# Task item:
Show every line of the data that contains the string "LinePrimitive".

[Collected data]

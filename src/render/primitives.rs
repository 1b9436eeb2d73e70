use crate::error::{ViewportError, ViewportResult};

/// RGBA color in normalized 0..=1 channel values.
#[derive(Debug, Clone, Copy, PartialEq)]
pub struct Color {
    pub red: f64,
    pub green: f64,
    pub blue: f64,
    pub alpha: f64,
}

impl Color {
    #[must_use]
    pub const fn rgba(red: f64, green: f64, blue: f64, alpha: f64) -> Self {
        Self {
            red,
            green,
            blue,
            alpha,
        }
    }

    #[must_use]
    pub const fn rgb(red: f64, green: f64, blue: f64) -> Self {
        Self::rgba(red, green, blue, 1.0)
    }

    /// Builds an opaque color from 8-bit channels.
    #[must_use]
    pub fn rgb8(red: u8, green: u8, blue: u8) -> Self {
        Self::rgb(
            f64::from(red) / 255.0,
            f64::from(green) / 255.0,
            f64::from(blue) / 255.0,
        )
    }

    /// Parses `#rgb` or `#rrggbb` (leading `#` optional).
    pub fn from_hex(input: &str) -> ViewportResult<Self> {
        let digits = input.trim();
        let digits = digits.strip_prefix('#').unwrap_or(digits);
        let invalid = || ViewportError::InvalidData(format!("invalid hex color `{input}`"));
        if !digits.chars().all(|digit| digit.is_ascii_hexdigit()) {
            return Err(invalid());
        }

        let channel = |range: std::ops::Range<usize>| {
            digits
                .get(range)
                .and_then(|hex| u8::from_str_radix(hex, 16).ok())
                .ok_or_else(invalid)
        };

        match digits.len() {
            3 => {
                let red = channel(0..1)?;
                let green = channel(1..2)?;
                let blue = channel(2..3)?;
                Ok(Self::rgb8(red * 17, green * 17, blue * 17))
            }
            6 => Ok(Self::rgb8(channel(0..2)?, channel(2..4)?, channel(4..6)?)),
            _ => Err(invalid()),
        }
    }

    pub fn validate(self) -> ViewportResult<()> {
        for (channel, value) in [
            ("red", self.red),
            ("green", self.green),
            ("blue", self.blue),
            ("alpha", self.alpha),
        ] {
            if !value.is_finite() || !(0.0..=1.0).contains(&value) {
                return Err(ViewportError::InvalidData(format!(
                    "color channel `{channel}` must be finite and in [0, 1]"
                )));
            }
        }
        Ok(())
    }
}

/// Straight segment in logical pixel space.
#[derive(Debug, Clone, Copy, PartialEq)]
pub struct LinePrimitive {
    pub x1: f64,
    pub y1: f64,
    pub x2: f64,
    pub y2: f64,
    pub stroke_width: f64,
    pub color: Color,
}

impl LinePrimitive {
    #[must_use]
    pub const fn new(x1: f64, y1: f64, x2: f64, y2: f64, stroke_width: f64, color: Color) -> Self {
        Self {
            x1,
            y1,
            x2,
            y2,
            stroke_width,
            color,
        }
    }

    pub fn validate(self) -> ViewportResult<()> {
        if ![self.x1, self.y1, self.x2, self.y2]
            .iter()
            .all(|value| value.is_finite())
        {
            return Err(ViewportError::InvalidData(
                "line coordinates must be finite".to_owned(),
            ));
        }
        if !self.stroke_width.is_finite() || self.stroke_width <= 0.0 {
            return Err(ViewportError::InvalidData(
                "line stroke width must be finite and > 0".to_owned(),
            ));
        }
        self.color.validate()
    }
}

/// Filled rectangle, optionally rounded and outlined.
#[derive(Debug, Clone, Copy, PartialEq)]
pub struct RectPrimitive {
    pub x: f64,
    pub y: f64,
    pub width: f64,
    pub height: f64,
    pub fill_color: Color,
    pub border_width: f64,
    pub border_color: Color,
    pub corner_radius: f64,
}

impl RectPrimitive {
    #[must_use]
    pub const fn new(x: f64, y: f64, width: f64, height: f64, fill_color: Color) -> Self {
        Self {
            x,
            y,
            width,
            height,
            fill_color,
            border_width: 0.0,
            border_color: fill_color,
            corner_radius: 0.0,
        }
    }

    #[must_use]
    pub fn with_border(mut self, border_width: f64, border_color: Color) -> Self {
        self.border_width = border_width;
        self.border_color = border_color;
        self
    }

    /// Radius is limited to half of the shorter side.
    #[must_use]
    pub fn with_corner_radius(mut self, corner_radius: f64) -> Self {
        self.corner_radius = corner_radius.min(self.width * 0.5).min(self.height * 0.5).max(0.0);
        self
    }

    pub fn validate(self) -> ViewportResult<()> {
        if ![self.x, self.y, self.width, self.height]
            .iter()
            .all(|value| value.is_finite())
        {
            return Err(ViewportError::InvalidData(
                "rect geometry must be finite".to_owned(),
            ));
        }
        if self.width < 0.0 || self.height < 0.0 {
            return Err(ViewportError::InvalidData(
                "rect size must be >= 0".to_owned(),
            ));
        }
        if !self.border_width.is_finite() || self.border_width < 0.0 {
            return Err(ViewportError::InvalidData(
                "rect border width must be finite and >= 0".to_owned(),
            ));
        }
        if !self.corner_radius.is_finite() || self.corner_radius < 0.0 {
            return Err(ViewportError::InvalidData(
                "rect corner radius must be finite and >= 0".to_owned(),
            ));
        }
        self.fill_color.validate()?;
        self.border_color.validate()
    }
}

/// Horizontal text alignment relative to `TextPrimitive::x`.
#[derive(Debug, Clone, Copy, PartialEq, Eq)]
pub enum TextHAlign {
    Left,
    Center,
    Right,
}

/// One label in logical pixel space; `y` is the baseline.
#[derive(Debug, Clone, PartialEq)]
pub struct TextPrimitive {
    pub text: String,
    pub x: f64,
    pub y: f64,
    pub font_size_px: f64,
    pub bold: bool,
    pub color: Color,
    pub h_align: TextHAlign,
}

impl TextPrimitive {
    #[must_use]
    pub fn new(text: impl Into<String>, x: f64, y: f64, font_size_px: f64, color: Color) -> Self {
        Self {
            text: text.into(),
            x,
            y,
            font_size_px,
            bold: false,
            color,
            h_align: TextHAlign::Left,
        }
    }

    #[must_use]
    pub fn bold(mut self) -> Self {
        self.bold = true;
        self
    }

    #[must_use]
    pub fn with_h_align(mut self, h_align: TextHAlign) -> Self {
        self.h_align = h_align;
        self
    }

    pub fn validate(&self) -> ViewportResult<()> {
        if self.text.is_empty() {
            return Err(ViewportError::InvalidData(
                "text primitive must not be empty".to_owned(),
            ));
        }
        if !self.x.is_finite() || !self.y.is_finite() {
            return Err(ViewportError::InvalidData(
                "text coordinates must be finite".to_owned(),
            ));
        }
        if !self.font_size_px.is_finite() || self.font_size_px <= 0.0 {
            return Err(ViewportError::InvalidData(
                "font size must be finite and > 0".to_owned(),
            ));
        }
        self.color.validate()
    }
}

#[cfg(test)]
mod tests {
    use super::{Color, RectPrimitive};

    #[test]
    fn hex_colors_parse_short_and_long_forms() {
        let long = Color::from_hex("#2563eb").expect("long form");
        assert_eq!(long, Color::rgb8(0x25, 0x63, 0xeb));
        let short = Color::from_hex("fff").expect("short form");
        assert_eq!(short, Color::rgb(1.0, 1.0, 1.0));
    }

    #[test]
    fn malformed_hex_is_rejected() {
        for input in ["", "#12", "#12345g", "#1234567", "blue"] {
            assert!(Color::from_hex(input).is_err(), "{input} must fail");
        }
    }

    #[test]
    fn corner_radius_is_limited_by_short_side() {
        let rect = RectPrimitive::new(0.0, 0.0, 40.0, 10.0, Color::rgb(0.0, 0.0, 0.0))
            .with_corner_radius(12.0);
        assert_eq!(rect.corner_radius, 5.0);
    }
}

# Answer space:
pub struct LinePrimitive {
impl LinePrimitive {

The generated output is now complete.